**INPUT MATERIAL**
■ ■ ■

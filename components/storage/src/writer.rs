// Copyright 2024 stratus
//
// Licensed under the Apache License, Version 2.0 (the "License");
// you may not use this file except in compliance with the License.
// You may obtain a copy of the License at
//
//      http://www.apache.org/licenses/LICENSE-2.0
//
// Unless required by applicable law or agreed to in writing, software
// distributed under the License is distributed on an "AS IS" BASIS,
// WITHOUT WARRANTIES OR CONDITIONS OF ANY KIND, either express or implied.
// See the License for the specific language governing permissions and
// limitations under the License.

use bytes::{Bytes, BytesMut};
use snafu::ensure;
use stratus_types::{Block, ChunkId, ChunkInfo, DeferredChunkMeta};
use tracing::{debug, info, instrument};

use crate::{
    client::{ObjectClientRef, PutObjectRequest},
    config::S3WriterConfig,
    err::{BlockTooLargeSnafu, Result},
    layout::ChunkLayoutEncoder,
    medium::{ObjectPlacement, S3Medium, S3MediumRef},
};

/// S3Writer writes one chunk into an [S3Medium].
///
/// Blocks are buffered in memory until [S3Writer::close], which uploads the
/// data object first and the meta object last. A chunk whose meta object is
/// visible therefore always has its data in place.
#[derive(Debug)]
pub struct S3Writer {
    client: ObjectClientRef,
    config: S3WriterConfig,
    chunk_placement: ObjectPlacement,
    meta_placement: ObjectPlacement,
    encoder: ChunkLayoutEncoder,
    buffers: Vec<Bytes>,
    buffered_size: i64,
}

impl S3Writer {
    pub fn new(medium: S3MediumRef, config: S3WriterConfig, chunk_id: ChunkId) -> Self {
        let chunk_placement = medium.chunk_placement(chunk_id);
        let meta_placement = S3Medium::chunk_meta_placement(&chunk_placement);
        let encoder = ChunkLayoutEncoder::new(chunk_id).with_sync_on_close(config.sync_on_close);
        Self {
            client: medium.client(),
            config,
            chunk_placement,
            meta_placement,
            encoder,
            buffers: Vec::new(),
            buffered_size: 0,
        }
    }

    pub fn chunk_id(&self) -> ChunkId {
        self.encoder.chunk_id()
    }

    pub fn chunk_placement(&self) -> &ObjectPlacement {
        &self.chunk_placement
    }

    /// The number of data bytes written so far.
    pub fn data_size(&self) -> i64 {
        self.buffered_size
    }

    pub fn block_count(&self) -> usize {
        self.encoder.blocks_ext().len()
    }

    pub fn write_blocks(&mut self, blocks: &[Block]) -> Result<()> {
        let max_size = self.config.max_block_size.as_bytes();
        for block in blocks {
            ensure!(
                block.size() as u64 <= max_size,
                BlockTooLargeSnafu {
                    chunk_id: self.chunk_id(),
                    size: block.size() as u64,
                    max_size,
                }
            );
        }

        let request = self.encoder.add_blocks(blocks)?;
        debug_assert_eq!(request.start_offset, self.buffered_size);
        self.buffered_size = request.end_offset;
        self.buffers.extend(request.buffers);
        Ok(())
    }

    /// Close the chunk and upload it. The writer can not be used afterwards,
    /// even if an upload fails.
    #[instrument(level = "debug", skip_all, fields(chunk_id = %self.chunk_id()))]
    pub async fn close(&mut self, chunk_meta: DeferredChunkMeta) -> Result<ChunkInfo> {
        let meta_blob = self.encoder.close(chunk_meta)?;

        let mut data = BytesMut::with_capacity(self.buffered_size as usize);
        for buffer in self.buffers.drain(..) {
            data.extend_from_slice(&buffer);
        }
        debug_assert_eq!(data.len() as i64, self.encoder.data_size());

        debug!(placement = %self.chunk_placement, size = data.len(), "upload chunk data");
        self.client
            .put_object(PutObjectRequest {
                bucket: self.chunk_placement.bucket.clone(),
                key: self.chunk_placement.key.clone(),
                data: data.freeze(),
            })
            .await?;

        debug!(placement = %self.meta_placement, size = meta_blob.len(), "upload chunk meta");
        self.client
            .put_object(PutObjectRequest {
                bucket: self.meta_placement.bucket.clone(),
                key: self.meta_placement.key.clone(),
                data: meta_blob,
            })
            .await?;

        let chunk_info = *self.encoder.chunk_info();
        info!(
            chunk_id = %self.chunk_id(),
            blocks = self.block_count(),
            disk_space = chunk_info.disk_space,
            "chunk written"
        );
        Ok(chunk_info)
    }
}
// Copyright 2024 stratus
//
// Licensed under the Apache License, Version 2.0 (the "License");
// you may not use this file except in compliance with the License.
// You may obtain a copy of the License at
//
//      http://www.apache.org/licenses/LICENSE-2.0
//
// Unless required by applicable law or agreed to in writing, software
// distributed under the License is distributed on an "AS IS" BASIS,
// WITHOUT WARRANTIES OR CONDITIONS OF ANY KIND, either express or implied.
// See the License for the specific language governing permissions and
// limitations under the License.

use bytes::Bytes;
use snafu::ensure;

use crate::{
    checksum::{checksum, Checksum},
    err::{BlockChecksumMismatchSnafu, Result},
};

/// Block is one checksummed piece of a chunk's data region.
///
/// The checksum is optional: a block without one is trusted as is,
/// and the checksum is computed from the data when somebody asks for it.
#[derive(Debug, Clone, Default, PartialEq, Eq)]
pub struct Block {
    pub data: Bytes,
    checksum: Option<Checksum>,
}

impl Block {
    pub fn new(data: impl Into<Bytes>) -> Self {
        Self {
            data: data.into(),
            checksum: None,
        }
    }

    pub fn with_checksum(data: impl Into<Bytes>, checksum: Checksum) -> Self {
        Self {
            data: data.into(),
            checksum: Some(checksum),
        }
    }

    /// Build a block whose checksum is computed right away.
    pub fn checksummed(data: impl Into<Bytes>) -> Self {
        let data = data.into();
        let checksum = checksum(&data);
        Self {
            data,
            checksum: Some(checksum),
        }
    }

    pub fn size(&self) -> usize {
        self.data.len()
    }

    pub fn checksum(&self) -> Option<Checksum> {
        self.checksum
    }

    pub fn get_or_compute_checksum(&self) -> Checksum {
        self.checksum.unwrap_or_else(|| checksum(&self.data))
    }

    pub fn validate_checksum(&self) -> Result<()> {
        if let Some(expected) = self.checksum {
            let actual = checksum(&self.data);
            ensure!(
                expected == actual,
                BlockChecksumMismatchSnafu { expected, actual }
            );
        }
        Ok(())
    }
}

■ ■ ■

**DIRECTIONS**
Only the lines holding "config" are wanted, so copy each of them from the material.

**RESULT FOR THIS EXERCISE**
    config::S3WriterConfig,
    config: S3WriterConfig,
    pub fn new(medium: S3MediumRef, config: S3WriterConfig, chunk_id: ChunkId) -> Self {
        let encoder = ChunkLayoutEncoder::new(chunk_id).with_sync_on_close(config.sync_on_close);
            config,
        let max_size = self.config.max_block_size.as_bytes();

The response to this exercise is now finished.